Experimental studies provide evidence that dietary compounds prevent cancer through multiple mechanisms (4). These include the induction of cellular detoxifying and antioxidant enzymes, which protect against cellular damage caused by carcinogens and endogenously generated reactive oxygen species. Dietary compounds can also reduce cell proliferation rates, inflammation, and angiogenesis and stimulate apoptosis, normal cell differentiation, and cell-cell adhesion, among other effects (4). Because the process of cancer development involves multiple stages (i.e., initiation and promotion/progression), chemopreventive compounds have been classified broadly as blocking agents, which impede the initiation stage, or as suppressing agents, which arrest or reverse the promotion/progression stage (7).

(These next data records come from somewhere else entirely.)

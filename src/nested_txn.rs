//! Nested transaction support
//!
//! This module provides support for nested (child) transactions within a parent transaction.
//! Child transactions can be committed to the parent or aborted without affecting the parent.
//!
//! NOTE: This is currently a stub implementation. Full nested transaction support
//! requires significant changes to the core transaction system.

use crate::error::{Error, Result};
use crate::txn::{Transaction, Write};

/// A nested transaction that operates within a parent write transaction
/// 
/// NOTE: This is currently a placeholder type. Nested transactions are not yet implemented.
pub struct NestedTransaction<'env, 'parent> {
    _parent: &'parent mut Transaction<'env, Write>,
    _phantom: std::marker::PhantomData<&'env ()>,
}

impl<'env, 'parent> std::fmt::Debug for NestedTransaction<'env, 'parent> {
    fn fmt(&self, f: &mut std::fmt::Formatter<'_>) -> std::fmt::Result {
        f.debug_struct("NestedTransaction")
            .finish_non_exhaustive()
    }
}

impl<'env, 'parent> NestedTransaction<'env, 'parent> {
    /// Create a new nested transaction (NOT IMPLEMENTED)
    pub(crate) fn new(_parent: &'parent mut Transaction<'env, Write>) -> Result<Self> {
        Err(Error::Custom("Nested transactions are not yet implemented".into()))
    }
    
    /// Commit the nested transaction to its parent (NOT IMPLEMENTED)
    pub fn commit(self) -> Result<()> {
        Err(Error::Custom("Nested transactions are not yet implemented".into()))
    }
    
    /// Abort the nested transaction (NOT IMPLEMENTED)
    pub fn abort(self) {
        // No-op for stub implementation
    }
}

/// Extension trait for Transaction to support nested transactions
pub trait NestedTransactionExt<'env> {
    /// Begin a nested transaction
    fn begin_nested(&mut self) -> Result<NestedTransaction<'env, '_>>;
}

impl<'env> NestedTransactionExt<'env> for Transaction<'env, Write> {
    fn begin_nested(&mut self) -> Result<NestedTransaction<'env, '_>> {
        NestedTransaction::new(self)
    }
}
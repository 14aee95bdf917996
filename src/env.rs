//! Environment management with type-state pattern

use parking_lot::Mutex;
use std::collections::HashMap;
use std::marker::PhantomData;
use std::path::{Path, PathBuf};
use std::sync::atomic::AtomicU64;
use std::sync::{Arc, RwLock};

use crate::error::{Error, PageId, Result, TransactionId};
use crate::io::{IoBackend, MmapBackend};
use crate::meta::{self, DbInfo, MetaPage, MetaSign, NUM_METAS};
use crate::page::Page;
use crate::reader::ReaderRegistry;
use crate::txn::{Read, Transaction, Write};



/// Environment state marker traits
pub mod state {
    /// Sealed trait for environment states
    mod sealed {
        pub trait Sealed {}
    }

    /// Environment state trait
    pub trait State: sealed::Sealed {}

    /// Closed environment state
    #[derive(Debug)]
    pub struct Closed;
    impl sealed::Sealed for Closed {}
    impl State for Closed {}

    /// Open environment state
    #[derive(Debug)]
    pub struct Open;
    impl sealed::Sealed for Open {}
    impl State for Open {}

    /// Read-only environment state
    #[derive(Debug)]
    pub struct ReadOnly;
    impl sealed::Sealed for ReadOnly {}
    impl State for ReadOnly {}
}

use state::*;

/// Maximum number of named databases
pub const MAX_DBS: u32 = 128;

/// Default map size (1GB)
pub const DEFAULT_MAP_SIZE: usize = 1 << 30;

/// Durability modes for write transactions
#[derive(Debug, Clone, Copy, PartialEq, Eq)]
pub enum DurabilityMode {
    /// No sync - fastest but no durability guarantees
    NoSync,
    /// Async sync - data is flushed asynchronously (default)
    AsyncFlush,
    /// Sync data pages only - metadata might be lost
    SyncData,
    /// Full sync - both data and metadata are synced (safest)
    FullSync,
}

/// Snapshot of the reader pinning old pages that reclamation can't get
/// past, handed to an installed OOM callback (see [`OomCallback`]).
#[derive(Debug, Clone, Copy)]
pub struct OomReader {
    pub pid: u32,
    pub tid: u64,
    pub txn_id: TransactionId,
    /// How many transactions behind the current writer this reader is.
    pub lag: u64,
    /// How many times the callback has already been consulted about this
    /// same stall.
    pub retry: u32,
}

/// What an OOM callback asks the allocator to do next.
#[derive(Debug, Clone, Copy, PartialEq, Eq)]
pub enum OomAction {
    /// The laggard's reader slot was forcibly released; retry now.
    Resolved,
    /// Ask again (the callback wants to wait a bit longer).
    Retry,
    /// Give up; the caller sees `Error::MapFull`.
    Stop,
}

/// Caller-supplied hook invoked when fresh-page allocation is blocked by a
/// reader that reclamation can't get past. Installed via
/// [`EnvBuilder::set_oomfunc`].
pub type OomCallback = Arc<dyn Fn(OomReader) -> OomAction + Send + Sync>;

/// Runtime knobs that affect write-transaction behaviour but aren't part of
/// the on-disk format.
#[derive(Debug, Clone, Copy)]
pub struct EnvConfig {
    /// Reject a write transaction once its dirty-page set exceeds this many
    /// pages, rather than let it grow unbounded.
    pub max_txn_pages: usize,
    /// Order in which reclaimed pages are handed back out.
    pub reclaim_policy: crate::freelist::ReclaimPolicy,
    /// Soft cap on database size in bytes, independent of `map_size`. `None`
    /// means only the mapping itself bounds growth.
    pub max_database_size: Option<usize>,
}

impl Default for EnvConfig {
    fn default() -> Self {
        Self {
            max_txn_pages: 1 << 20,
            reclaim_policy: crate::freelist::ReclaimPolicy::default(),
            max_database_size: None,
        }
    }
}

/// Shared environment data
pub(crate) struct EnvInner {
    /// Path to the database
    _path: PathBuf,
    /// I/O backend
    pub(crate) io: Box<dyn IoBackend>,
    /// Current map size
    pub(crate) map_size: usize,
    /// Current transaction ID
    pub(crate) txn_id: AtomicU64,
    /// Write lock
    pub(crate) write_lock: Mutex<()>,
    /// Cross-process reader registry (backed by the lock file)
    pub(crate) readers: ReaderRegistry,
    /// Named databases
    pub(crate) databases: RwLock<HashMap<Option<String>, DbInfo>>,
    /// Free pages tracking
    pub(crate) _free_pages: RwLock<Vec<PageId>>,
    /// Durability mode
    pub(crate) durability: DurabilityMode,
    /// Page checksum mode
    pub(crate) checksum_mode: crate::checksum::ChecksumMode,
    /// Runtime configuration knobs
    pub(crate) config: EnvConfig,
    /// Hot-reader-killer callback, invoked when fresh-page allocation stalls
    /// on a laggard reader.
    pub(crate) oom_func: Option<OomCallback>,

    /// Next page ID to allocate
    pub(crate) next_page_id: AtomicU64,


}

// Safety: EnvInner is Send/Sync because IoBackend is Send/Sync
unsafe impl Send for EnvInner {}
unsafe impl Sync for EnvInner {}
use vellum::{
    db::{Database, DatabaseFlags},
    env::EnvBuilder,
};

#[test]
fn test_sequential_inserts_page_full() -> anyhow::Result<()> {
    let temp_dir = tempfile::tempdir()?;
    
    // Create environment with large map size
    let env = EnvBuilder::new()
        .map_size(10 * 1024 * 1024 * 1024) // 10GB
        .open(&temp_dir)?;
    
    // Create database
    let db = Database::<Vec<u8>, Vec<u8>>::open(&env, None, DatabaseFlags::CREATE)?;
    
    // Try to insert 1000 items like the benchmark does
    let mut txn = env.write_txn()?;
    
    for i in 0..1000 {
        let key = format!("key_{:08}", i).into_bytes();
        let value = vec![42u8; 100]; // 100-byte value
        
        db.put(&mut txn, key.clone(), value)?;
    }
    
    txn.commit()?;
    
    // Verify data
    let txn = env.read_txn()?;
    let mut count = 0;
    let mut cursor = db.cursor(&txn)?;
    if cursor.first()?.is_some() {
        count = 1;
        while cursor.next_raw()?.is_some() {
            count += 1;
        }
    }
    assert_eq!(count, 1000, "Expected 1000 entries, found {}", count);
    
    Ok(())
}

#[test]
fn test_large_sequential_inserts() -> anyhow::Result<()> {
    let temp_dir = tempfile::tempdir()?;
    
    let env = EnvBuilder::new()
        .map_size(10 * 1024 * 1024 * 1024) // 10GB
        .open(&temp_dir)?;
    
    let db = Database::<Vec<u8>, Vec<u8>>::open(&env, None, DatabaseFlags::CREATE)?;
    
    // Insert more entries to stress test page allocation
    let num_entries = 10_000;
    let mut txn = env.write_txn()?;
    
    for i in 0..num_entries {
        let key = format!("key_{:010}", i).into_bytes();
        let value = vec![(i % 256) as u8; 200]; // 200-byte values
        
        db.put(&mut txn, key, value)?;
        
        // Commit periodically to avoid transaction size limits
        if i > 0 && i % 1000 == 0 {
            txn.commit()?;
            txn = env.write_txn()?;
        }
    }
    
    txn.commit()?;
    
    // Verify count
    let txn = env.read_txn()?;
    let mut count = 0;
    let mut cursor = db.cursor(&txn)?;
    if cursor.first()?.is_some() {
        count = 1;
        while cursor.next_raw()?.is_some() {
            count += 1;
        }
    }
    assert_eq!(count, num_entries, "Expected {} entries, found {}", num_entries, count);
    
    Ok(())
}

#[test]
fn test_mixed_size_inserts() -> anyhow::Result<()> {
    let temp_dir = tempfile::tempdir()?;
    
    let env = EnvBuilder::new()
        .map_size(1024 * 1024 * 1024) // 1GB
        .open(&temp_dir)?;
    
    let db = Database::<Vec<u8>, Vec<u8>>::open(&env, None, DatabaseFlags::CREATE)?;
    
    let mut txn = env.write_txn()?;
    
    // Insert entries with varying sizes
    for i in 0..500 {
        let key = format!("key_{:06}", i).into_bytes();
        
        // Vary value size: small, medium, large
        let value_size = match i % 3 {
            0 => 50,   // Small
            1 => 500,  // Medium
            _ => 2000, // Large
        };
        
        let value = vec![(i % 256) as u8; value_size];
        db.put(&mut txn, key, value)?;
    }
    
    txn.commit()?;
    
    // Verify all entries exist
    let txn = env.read_txn()?;
    for i in 0..500 {
        let key = format!("key_{:06}", i).into_bytes();
        let value = db.get(&txn, &key)?;
        assert!(value.is_some(), "Key {} not found", i);
        
        let expected_size = match i % 3 {
            0 => 50,
            1 => 500,
            _ => 2000,
        };
        assert_eq!(value.unwrap().len(), expected_size);
    }
    
    Ok(())
}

Anthocyanins are naturally occurring polyphenolic compounds that provide pigmentation to many fruits and vegetables, such as berries, red grapes, purple sweet potato, and red cabbages (8). Berries are rich in anthocyanins, which account for ∼5% to 10% of their dry weight (9). We and others have suggested that anthocyanins may be cancer preventive because they (a) inhibit cell transformation, in part, by blocking the mitogen-activated protein kinase pathway and activator protein-1 expression (10); (b) suppress inflammation by blocking the nuclear factor-κB (NF-κB) pathway and cyclooxygenase 2 (COX-2) gene expression (10); and (c) induce apoptosis in cancer cells through the activation of reactive oxygen species/c-Jun NH2-terminal kinase–mediated caspases (8).